Beginnend mit den ersten Schriftkulturen entwickeln sich Methoden zur Klassifikation und Beschreibung von (Heil-)Pflanzen, mittels derer das gesammelte Wissen diachron über Sprach- und Kulturgrenzen hinweg tradiert werden konnte. Das Ziel dieses Workshops ist die Untersuchung der damit verbundenen Textformate, den Herbarien. Dafür werden die Ergebnisse einschlägiger Berliner Projekte zusammengeführt, die sich antiker, mittelalterlicher und frühneuzeitlicher Botanik gewidmet haben. Gemeinsam mit internationalen Kollegen sollen die Ähnlichkeiten, Differenzen und Beziehungen zwischen den unterschiedlichen Korpora aufgezeigt werden, ausgehend von den frühesten botanischen Abhandlungen in Hieroglyphen und Keilschrift, über die dominante Phase griechisch-römischer Wissenschaften und das Mittelalter bis hin zu den ersten Traktaten in deutscher Sprache aus der frühen Neuzeit.

Starting with the first scriptural cultures, methods for classifying and describing (medical) plants has been developed, by means of which the collected knowledge could be handed down diachronically across language and cultural borders. The topic of this workshop is the study of the related text genres of herbals, thereby uniting the outcome of projects in Berlin dedicated to ancient, medieval, and early modern botany.
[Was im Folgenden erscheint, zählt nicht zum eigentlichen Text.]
// git-mux: Multi-Repository Branch Multiplexer
//
// SPDX-FileCopyrightText: 2026 Romeo Ahmed
// SPDX-License-Identifier: GPL-3.0-or-later

//! Flow argument parsing.
//!
//! ```text
//! []                      --> Help
//! [..., "help"]           --> Help
//! ["version"]             --> Version
//! ["init", ...]           --> FlowError::InitNotSupported
//! [type]                  --> Run(type list)
//! [type, verb, rest...]   --> Run(type verb), shape checked per verb
//! ```
//!
//! Everything that can reject an invocation happens here, before any
//! component is visited.

use std::fmt;

use crate::error::FlowError;
use crate::git::branch::{self, BranchName, BranchType};

/// Multiplexed git-flow verbs.
#[derive(Debug, Clone, Copy, PartialEq, Eq, Hash)]
pub enum Verb {
    Start,
    Finish,
    Pull,
    Push,
    Rebase,
    Diff,
    List,
}

impl Verb {
    pub const ALL: [Self; 7] = [
        Self::Start,
        Self::Finish,
        Self::Pull,
        Self::Push,
        Self::Rebase,
        Self::Diff,
        Self::List,
    ];

    #[must_use]
    pub const fn as_str(self) -> &'static str {
        match self {
            Self::Start => "start",
            Self::Finish => "finish",
            Self::Pull => "pull",
            Self::Push => "push",
            Self::Rebase => "rebase",
            Self::Diff => "diff",
            Self::List => "list",
        }
    }

    #[must_use]
    pub fn lookup(name: &str) -> Option<Self> {
        Self::ALL.into_iter().find(|verb| verb.as_str() == name)
    }

    /// Verbs whose target must already be in the registry.
    #[must_use]
    pub const fn requires_known_branch(self) -> bool {
        matches!(self, Self::Finish | Self::Push | Self::Rebase | Self::Diff)
    }
}

impl fmt::Display for Verb {
    fn fmt(&self, f: &mut fmt::Formatter<'_>) -> fmt::Result {
        f.write_str(self.as_str())
    }
}

/// Validated multiplexed invocation.
#[derive(Debug, Clone, PartialEq, Eq)]
pub struct FlowRequest {
    branch_type: BranchType,
    verb: Verb,
    target: Option<BranchName>,
    remote: Option<String>,
    args: Vec<String>,
}

impl FlowRequest {
    #[must_use]
    pub const fn branch_type(&self) -> BranchType {
        self.branch_type
    }

    #[must_use]
    pub const fn verb(&self) -> Verb {
        self.verb
    }

    /// Target branch; `None` only for `list`.
    #[must_use]
    pub const fn target(&self) -> Option<&BranchName> {
        self.target.as_ref()
    }

    /// Remote named on the command line (`pull` only).
    #[must_use]
    pub fn remote(&self) -> Option<&str> {
        self.remote.as_deref()
    }

    /// Arguments handed to `git flow`, starting with the branch type.
    #[must_use]
    pub fn tool_args(&self) -> &[String] {
        &self.args
    }
}

/// What a `git mux flow` invocation asks for.
#[derive(Debug, Clone, PartialEq, Eq)]
pub enum FlowCommand {
    /// Pass-through to `git flow ... help`.
    Help(Vec<String>),
    Version,
    Run(FlowRequest),
}

const PULL_USAGE: &str = "<branch_type> pull <remote> <name>";
const PUSH_USAGE: &str = "<branch_type> push <name>";

/// Parse and validate `git mux flow` arguments.
///
/// # Errors
///
/// Returns a `FlowError` for `init`, an unknown or unmuxed branch type, an
/// unknown verb, a malformed `pull`/`push`, a missing branch name, or a
/// `start` name that is not lowercase letters and hyphens.
pub fn parse(args: &[String], muxed: &[BranchType]) -> Result<FlowCommand, FlowError> {
    let Some(first) = args.first() else {
        return Ok(FlowCommand::Help(Vec::new()));
    };
    if args.last().is_some_and(|last| last == "help") {
        return Ok(FlowCommand::Help(args.to_vec()));
    }
    match first.as_str() {
        "version" => return Ok(FlowCommand::Version),
        "init" => return Err(FlowError::InitNotSupported),
        _ => {}
    }

    let branch_type: BranchType = first.parse()?;
    if !muxed.contains(&branch_type) {
        return Err(FlowError::InvalidBranchType(first.clone()));
    }

    let verb = match args.get(1) {
        None => Verb::List,
        Some(word) => Verb::lookup(word).ok_or_else(|| FlowError::InvalidCommand(word.clone()))?,
    };
    let rest = args.get(2..).unwrap_or_default();

    let mut request = FlowRequest {
        branch_type,
        verb,
        target: None,
        remote: None,
        args: vec![branch_type.to_string(), verb.to_string()],
    };
    request.args.extend_from_slice(rest);

    match verb {
        Verb::List => {}
        Verb::Pull => {
            let [remote, name] = rest else {
                return Err(bad_arguments(PULL_USAGE));
            };
            if remote.starts_with('-') || name.starts_with('-') {
                return Err(bad_arguments(PULL_USAGE));
            }
            request.remote = Some(remote.clone());
            request.target = Some(BranchName::new(branch_type, name.as_str()));
        }
        Verb::Push => {
            let [name] = rest else {
                return Err(bad_arguments(PUSH_USAGE));
            };
            if name.starts_with('-') {
                return Err(bad_arguments(PUSH_USAGE));
            }
            request.target = Some(BranchName::new(branch_type, name.as_str()));
        }
        Verb::Start | Verb::Finish | Verb::Rebase | Verb::Diff => {
            let name = rest
                .iter()
                .find(|token| !token.starts_with('-'))
                .ok_or_else(|| FlowError::MissingBranchName {
                    verb: verb.to_string(),
                })?;
            if verb == Verb::Start {
                branch::validate_name(name)?;
            }
            request.target = Some(BranchName::new(branch_type, name.as_str()));
        }
    }

    Ok(FlowCommand::Run(request))
}

fn bad_arguments(expected: &str) -> FlowError {
    FlowError::BadArguments {
        expected: expected.to_string(),
    }
}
In collaboration with international colleagues, we aim to reveal the similarities, differences, and relationships between the various corpora, beginning with the earliest botanical treatises in Cuneiform and Egyptian script, via the scientific peak of Graeco-Roman scholars and the Middle-Ages up until the later traditions in German language of the Early Modern Period.